В холодном, влажном утреннем мареве пересекли луг, где паслись овцы. В конце его стояла небольшая ферма, крытая соломой, а перед ней суетливо носились пасущиеся куры. Из пристройки несся оглушительный грохот молота по наковальне — и именно туда привела его малышка, доверчиво взяв за руку.
— Daddy! — сказала она. — I just found this boy, deaf and dumb. I belive he is hungry.[11]
— О, — сочувственно произнес мужчина, перестав ковать подкову, really you are, my poor?[12]
Ах, как был горд Тюльпан, что понимает, и как бы гордо он ответил:
— Yes, sir. I am really deaf and dumb![13]
Но снова, поскольку этот человек мог полагать, что Тюльпан его понимает, умея читать по губам, Фанфан удовлетворился тем, что глуповато покивал. Кузнец ещё что-то сказал дочери — но этих слов не было в словарном запасе Тюльпана, поэтому он ничего не понял, но вот касались они, несомненно, еды, если он правильно разобрал, что малышка отвечала отцу. И снова он последовал за ребенком, а кузнец загрохотал молотом. Они вошли в довольно большое помещение: это была кухня с очагом, в котором горел огонь, и одновременно комната с двумя кроватями, а ещё и конюшня, так как в глубине стоял конь, жующий сено.
— Please, sit down,[14] — предложила малышка Тюльпану, потянув его за рукав. Потом снова долго смотрела на него и показала пальцем на себя:
— Эмма.
Имя свое она выговорила старательно, но что должен был ответить Фанфан? Кивнув, он показал, что умеет писать. Эмма взяла со стола грифельную доску, которой явно пользовалась для занятий арифметикой, потом подала ему грифель. Тюльпан не знал, как будет по-английски его имя, но зато знал слово "земляника", и написал: "Strawberry".
— Ох, в самом деле? — воскликнула Эмма, прочитав это прозвище. Засмеявшись, поцеловала его и погрозила пальчиком, словно упрекая, что он над ней посмеивается. Он с серьезным видом кивнул и оба покатились со смеху.
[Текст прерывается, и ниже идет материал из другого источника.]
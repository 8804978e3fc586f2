use crate::core::wrap_model::Model;
use crate::domain::model::JsonMap;
use crate::domain::ports::{Convert, DecodeContext, EncodeContext, ModelSerializing};
use serde_json::Value;
use std::collections::BTreeMap;
use std::marker::PhantomData;

/// Anything that can be nested inside a model.
pub trait NestedModel: ModelSerializing + Clone + Send + Sync + 'static {}

impl<T: ModelSerializing + Clone + Send + Sync + 'static> NestedModel for T {}

fn decode_model<M: NestedModel>(raw: &Value, ctx: DecodeContext) -> Option<M> {
    let map = raw.as_object()?;
    // Children inherit the parent's mutability.
    match M::from_json_map(map.clone(), ctx.mutable) {
        Ok(model) => Some(model),
        Err(e) => {
            tracing::debug!("Nested model construction failed: {}", e);
            None
        }
    }
}

fn encode_model<M: NestedModel>(model: &M, ctx: EncodeContext) -> Value {
    Value::Object(model.to_json_map_for(true, ctx.for_serialization))
}

fn decode_model_array<M: NestedModel>(raw: &Value, ctx: DecodeContext) -> Option<Vec<M>> {
    raw.as_array()?
        .iter()
        .map(|item| decode_model(item, ctx))
        .collect()
}

fn encode_model_array<M: NestedModel>(models: &[M], ctx: EncodeContext) -> Value {
    Value::Array(models.iter().map(|m| encode_model(m, ctx)).collect())
}

fn decode_model_map<M: NestedModel>(
    raw: &Value,
    ctx: DecodeContext,
) -> Option<BTreeMap<String, M>> {
    raw.as_object()?
        .iter()
        .map(|(key, item)| decode_model(item, ctx).map(|model| (key.clone(), model)))
        .collect()
}

fn encode_model_map<M: NestedModel>(models: &BTreeMap<String, M>, ctx: EncodeContext) -> Value {
    let mut map = JsonMap::with_capacity(models.len());
    for (key, model) in models {
        map.insert(key.clone(), encode_model(model, ctx));
    }
    Value::Object(map)
}

macro_rules! phantom_converter {
    ($(#[$meta:meta])* $name:ident) => {
        $(#[$meta])*
        pub struct $name<M>(PhantomData<fn() -> M>);

        impl<M> $name<M> {
            pub const fn new() -> Self {
                Self(PhantomData)
            }
        }

        impl<M> Default for $name<M> {
            fn default() -> Self {
                Self::new()
            }
        }
    };
}

phantom_converter!(
    /// An optional nested object.
    Submodel
);
phantom_converter!(
    /// An array of nested objects; any non-object element voids the array.
    ModelArray
);
phantom_converter!(OptModelArray);
phantom_converter!(
    /// An object whose values are all nested objects.
    ModelMap
);
phantom_converter!(OptModelMap);
phantom_converter!(
    /// A submodel that reads its fields from the parent's own level.
    ///
    /// Declare with [`Property::inline`](crate::core::property::Property::inline).
    Group
);

impl<M: NestedModel> Convert for Submodel<M> {
    type Value = Option<M>;

    fn default_value(&self) -> Option<M> {
        None
    }

    fn decode(&self, raw: &Value, ctx: DecodeContext) -> Option<Option<M>> {
        decode_model(raw, ctx).map(Some)
    }

    fn encode(&self, value: &Option<M>, ctx: EncodeContext) -> Option<Value> {
        value.as_ref().map(|model| encode_model(model, ctx))
    }

    fn holds_models(&self) -> bool {
        true
    }
}

impl<M: NestedModel> Convert for ModelArray<M> {
    type Value = Vec<M>;

    fn default_value(&self) -> Vec<M> {
        Vec::new()
    }

    fn decode(&self, raw: &Value, ctx: DecodeContext) -> Option<Vec<M>> {
        decode_model_array(raw, ctx)
    }

    fn encode(&self, value: &Vec<M>, ctx: EncodeContext) -> Option<Value> {
        Some(encode_model_array(value, ctx))
    }

    fn holds_models(&self) -> bool {
        true
    }
}

impl<M: NestedModel> Convert for OptModelArray<M> {
    type Value = Option<Vec<M>>;

    fn default_value(&self) -> Option<Vec<M>> {
        None
    }

    fn decode(&self, raw: &Value, ctx: DecodeContext) -> Option<Option<Vec<M>>> {
        decode_model_array(raw, ctx).map(Some)
    }

    fn encode(&self, value: &Option<Vec<M>>, ctx: EncodeContext) -> Option<Value> {
        value
            .as_deref()
            .map(|models| encode_model_array(models, ctx))
    }

    fn holds_models(&self) -> bool {
        true
    }
}

impl<M: NestedModel> Convert for ModelMap<M> {
    type Value = BTreeMap<String, M>;

    fn default_value(&self) -> BTreeMap<String, M> {
        BTreeMap::new()
    }

    fn decode(&self, raw: &Value, ctx: DecodeContext) -> Option<BTreeMap<String, M>> {
        decode_model_map(raw, ctx)
    }

    fn encode(&self, value: &BTreeMap<String, M>, ctx: EncodeContext) -> Option<Value> {
        Some(encode_model_map(value, ctx))
    }

    fn holds_models(&self) -> bool {
        true
    }
}

impl<M: NestedModel> Convert for OptModelMap<M> {
    type Value = Option<BTreeMap<String, M>>;

    fn default_value(&self) -> Option<BTreeMap<String, M>> {
        None
    }

    fn decode(&self, raw: &Value, ctx: DecodeContext) -> Option<Option<BTreeMap<String, M>>> {
        decode_model_map(raw, ctx).map(Some)
    }

    fn encode(&self, value: &Option<BTreeMap<String, M>>, ctx: EncodeContext) -> Option<Value> {
        value
            .as_ref()
            .map(|models| encode_model_map(models, ctx))
    }

    fn holds_models(&self) -> bool {
        true
    }
}

impl<M: Model> Convert for Group<M> {
    type Value = M;

    fn default_value(&self) -> M {
        M::with_data(JsonMap::new(), false)
    }

    fn decode(&self, raw: &Value, ctx: DecodeContext) -> Option<M> {
        raw.as_object()
            .map(|map| M::with_data(map.clone(), ctx.mutable))
    }

    fn encode(&self, value: &M, ctx: EncodeContext) -> Option<Value> {
        Some(Value::Object(
            value.wrap().current_model_data(false, ctx.for_serialization),
        ))
    }

    fn holds_models(&self) -> bool {
        true
    }
}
Тюльпан её тоже поцеловал, поскольку она была очень хорошенькой девочкой, хотя и чумазой, и подумал, что его английская одиссея неплохо начинается.
Когда ему Эмма приготовила яичницу с ветчиной и подала на стол с несколькими ломтями черного хлеба, то села на его колени, несомненно для того, чтобы убедиться вблизи, что еда ему понравилась.
"— Боже, какая непосредственность!" — подумал он, жадно глотая свою первую еду после столь долгого перерыва. (Да, было вкусно, и ещё как!)
"— Неужели все англичане таковы? Правда, она и меня принимает за англичанина!"